Problem description = Lift every line from the entries that includes the word "locals".

Source records =
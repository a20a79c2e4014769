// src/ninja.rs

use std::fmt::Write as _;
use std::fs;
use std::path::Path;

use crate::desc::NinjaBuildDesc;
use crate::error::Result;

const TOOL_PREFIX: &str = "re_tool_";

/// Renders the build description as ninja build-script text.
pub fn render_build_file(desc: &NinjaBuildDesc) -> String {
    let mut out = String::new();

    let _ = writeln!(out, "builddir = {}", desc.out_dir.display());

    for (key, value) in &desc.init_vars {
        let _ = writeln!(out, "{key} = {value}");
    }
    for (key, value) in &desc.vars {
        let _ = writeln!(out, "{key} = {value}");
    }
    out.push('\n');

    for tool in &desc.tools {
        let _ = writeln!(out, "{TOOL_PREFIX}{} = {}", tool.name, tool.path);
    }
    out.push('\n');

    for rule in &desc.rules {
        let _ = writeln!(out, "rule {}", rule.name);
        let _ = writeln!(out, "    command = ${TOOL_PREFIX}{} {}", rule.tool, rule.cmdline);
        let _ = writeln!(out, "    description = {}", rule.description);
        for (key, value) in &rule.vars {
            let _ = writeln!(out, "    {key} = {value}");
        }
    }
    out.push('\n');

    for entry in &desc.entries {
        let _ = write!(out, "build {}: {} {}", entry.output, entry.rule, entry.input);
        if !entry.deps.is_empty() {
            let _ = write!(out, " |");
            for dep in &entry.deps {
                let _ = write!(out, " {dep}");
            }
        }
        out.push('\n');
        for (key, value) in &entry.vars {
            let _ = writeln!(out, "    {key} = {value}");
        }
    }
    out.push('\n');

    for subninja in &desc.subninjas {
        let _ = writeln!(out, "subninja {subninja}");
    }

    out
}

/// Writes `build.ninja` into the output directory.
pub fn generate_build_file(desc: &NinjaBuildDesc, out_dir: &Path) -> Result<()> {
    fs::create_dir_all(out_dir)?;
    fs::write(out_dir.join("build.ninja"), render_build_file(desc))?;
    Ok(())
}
---
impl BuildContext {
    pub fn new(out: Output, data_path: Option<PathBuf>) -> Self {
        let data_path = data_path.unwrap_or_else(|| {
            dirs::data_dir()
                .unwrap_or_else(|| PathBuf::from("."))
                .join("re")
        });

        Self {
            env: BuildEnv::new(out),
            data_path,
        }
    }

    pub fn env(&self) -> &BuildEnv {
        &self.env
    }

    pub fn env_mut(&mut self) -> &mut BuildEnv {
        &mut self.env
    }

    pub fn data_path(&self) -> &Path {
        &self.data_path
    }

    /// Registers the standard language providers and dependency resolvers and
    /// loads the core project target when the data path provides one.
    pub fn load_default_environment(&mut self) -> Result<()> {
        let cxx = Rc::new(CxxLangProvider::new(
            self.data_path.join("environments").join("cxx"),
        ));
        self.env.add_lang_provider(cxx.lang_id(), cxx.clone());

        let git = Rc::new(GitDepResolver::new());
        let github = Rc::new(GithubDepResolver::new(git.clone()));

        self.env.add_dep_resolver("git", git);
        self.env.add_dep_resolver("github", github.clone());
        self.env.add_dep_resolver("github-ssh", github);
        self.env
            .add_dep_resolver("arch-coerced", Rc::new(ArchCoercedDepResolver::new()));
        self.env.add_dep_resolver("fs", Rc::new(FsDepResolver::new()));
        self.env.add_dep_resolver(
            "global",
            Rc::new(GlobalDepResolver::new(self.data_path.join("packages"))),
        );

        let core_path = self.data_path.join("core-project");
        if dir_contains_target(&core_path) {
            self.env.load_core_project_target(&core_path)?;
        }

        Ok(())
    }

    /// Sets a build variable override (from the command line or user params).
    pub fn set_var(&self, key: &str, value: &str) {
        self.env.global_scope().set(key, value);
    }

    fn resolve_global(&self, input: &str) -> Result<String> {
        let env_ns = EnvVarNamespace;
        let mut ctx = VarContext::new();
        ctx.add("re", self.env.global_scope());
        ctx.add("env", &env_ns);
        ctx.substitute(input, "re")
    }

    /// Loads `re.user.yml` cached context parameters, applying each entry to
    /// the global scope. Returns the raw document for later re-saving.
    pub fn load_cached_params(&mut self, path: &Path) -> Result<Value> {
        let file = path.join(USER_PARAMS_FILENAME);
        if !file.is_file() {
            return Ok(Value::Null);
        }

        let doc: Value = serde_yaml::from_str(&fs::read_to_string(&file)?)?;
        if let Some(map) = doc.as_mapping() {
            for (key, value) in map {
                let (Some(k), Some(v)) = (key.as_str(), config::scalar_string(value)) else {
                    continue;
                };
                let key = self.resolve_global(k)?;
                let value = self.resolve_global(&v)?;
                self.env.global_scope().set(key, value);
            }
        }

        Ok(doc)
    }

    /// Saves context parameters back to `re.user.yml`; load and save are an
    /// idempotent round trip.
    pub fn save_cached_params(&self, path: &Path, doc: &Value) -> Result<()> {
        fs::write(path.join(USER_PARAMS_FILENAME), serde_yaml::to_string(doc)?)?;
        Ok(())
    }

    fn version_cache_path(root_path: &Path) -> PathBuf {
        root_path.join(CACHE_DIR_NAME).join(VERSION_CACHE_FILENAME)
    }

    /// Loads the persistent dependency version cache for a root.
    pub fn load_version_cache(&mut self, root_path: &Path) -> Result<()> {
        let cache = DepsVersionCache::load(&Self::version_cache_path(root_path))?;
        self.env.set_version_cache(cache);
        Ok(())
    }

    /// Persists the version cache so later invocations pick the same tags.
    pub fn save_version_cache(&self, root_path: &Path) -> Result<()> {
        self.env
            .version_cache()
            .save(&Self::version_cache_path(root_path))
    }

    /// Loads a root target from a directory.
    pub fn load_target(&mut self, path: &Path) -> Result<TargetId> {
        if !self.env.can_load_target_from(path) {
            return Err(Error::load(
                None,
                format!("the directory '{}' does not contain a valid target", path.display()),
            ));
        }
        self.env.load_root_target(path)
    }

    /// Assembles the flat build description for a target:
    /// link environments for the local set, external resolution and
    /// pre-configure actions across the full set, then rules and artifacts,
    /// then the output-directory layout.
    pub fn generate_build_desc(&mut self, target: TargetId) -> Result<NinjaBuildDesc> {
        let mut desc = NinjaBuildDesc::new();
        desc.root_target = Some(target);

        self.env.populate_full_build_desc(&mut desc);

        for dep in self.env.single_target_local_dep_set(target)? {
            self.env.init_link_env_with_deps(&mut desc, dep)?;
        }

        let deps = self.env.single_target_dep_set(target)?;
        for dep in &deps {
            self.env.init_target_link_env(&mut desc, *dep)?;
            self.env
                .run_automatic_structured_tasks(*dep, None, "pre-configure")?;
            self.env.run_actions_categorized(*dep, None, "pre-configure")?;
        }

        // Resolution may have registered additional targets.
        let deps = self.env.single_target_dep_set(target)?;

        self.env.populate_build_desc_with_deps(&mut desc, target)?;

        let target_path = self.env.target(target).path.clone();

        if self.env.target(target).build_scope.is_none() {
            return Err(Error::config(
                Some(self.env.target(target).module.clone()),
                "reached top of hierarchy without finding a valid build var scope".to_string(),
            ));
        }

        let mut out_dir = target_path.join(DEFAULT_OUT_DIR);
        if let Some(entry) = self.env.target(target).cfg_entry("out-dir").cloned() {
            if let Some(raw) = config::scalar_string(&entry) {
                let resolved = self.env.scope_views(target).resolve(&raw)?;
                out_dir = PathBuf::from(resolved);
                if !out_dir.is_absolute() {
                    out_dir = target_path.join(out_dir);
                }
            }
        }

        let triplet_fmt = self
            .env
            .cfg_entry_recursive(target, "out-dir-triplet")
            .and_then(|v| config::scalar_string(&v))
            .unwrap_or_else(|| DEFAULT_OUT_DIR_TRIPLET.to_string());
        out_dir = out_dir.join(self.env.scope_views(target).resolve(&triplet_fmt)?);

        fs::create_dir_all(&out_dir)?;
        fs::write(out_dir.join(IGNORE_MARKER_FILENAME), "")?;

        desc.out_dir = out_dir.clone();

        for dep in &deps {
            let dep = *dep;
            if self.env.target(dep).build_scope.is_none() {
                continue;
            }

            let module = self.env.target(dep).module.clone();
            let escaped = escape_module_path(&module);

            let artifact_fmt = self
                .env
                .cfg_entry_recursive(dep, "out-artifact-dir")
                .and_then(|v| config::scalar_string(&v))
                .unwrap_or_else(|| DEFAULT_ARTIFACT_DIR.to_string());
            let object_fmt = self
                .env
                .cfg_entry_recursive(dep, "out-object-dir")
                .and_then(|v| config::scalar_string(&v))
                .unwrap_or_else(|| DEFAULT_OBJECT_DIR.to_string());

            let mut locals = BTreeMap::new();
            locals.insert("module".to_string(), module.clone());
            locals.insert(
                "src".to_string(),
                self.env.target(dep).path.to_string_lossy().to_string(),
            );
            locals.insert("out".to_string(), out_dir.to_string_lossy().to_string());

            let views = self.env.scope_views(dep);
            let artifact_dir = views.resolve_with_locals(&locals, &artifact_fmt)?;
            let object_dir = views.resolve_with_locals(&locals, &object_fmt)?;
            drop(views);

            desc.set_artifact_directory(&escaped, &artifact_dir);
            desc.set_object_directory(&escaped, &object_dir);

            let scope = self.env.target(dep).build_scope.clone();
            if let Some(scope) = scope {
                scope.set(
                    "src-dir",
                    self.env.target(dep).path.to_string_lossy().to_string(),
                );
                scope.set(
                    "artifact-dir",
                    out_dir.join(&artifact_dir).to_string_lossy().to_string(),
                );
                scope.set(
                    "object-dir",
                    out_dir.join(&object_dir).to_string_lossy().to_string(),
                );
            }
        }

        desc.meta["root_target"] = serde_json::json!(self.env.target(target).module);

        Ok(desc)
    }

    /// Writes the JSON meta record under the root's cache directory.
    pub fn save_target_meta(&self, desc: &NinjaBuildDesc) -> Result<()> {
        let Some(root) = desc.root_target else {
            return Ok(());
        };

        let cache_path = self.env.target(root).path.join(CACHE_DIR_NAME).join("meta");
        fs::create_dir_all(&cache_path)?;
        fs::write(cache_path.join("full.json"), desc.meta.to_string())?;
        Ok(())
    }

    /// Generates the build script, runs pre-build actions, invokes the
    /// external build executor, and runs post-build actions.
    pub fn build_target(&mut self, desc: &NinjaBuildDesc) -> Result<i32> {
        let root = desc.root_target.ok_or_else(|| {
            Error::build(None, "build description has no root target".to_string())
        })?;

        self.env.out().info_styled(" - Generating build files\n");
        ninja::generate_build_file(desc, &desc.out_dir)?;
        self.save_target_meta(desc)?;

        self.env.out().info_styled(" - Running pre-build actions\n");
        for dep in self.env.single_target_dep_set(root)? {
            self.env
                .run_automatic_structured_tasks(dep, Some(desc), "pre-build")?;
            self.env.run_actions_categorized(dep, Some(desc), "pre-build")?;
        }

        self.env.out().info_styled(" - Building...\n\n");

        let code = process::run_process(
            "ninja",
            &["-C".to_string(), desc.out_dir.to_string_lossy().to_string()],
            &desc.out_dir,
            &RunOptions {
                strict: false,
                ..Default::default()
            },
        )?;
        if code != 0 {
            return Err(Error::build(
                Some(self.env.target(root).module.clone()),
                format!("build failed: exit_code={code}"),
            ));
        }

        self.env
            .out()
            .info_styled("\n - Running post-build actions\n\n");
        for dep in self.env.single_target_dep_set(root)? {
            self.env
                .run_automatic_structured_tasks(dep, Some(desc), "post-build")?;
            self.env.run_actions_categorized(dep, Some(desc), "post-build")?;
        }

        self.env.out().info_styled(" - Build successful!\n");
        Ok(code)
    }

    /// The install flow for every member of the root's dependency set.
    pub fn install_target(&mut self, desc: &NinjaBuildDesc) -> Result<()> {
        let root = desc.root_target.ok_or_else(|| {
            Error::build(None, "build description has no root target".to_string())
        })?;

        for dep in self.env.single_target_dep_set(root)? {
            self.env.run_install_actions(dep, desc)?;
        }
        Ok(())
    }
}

Written response =
            let mut locals = BTreeMap::new();
            locals.insert("module".to_string(), module.clone());
            locals.insert(
            locals.insert("out".to_string(), out_dir.to_string_lossy().to_string());
            let artifact_dir = views.resolve_with_locals(&locals, &artifact_fmt)?;
            let object_dir = views.resolve_with_locals(&locals, &object_fmt)?;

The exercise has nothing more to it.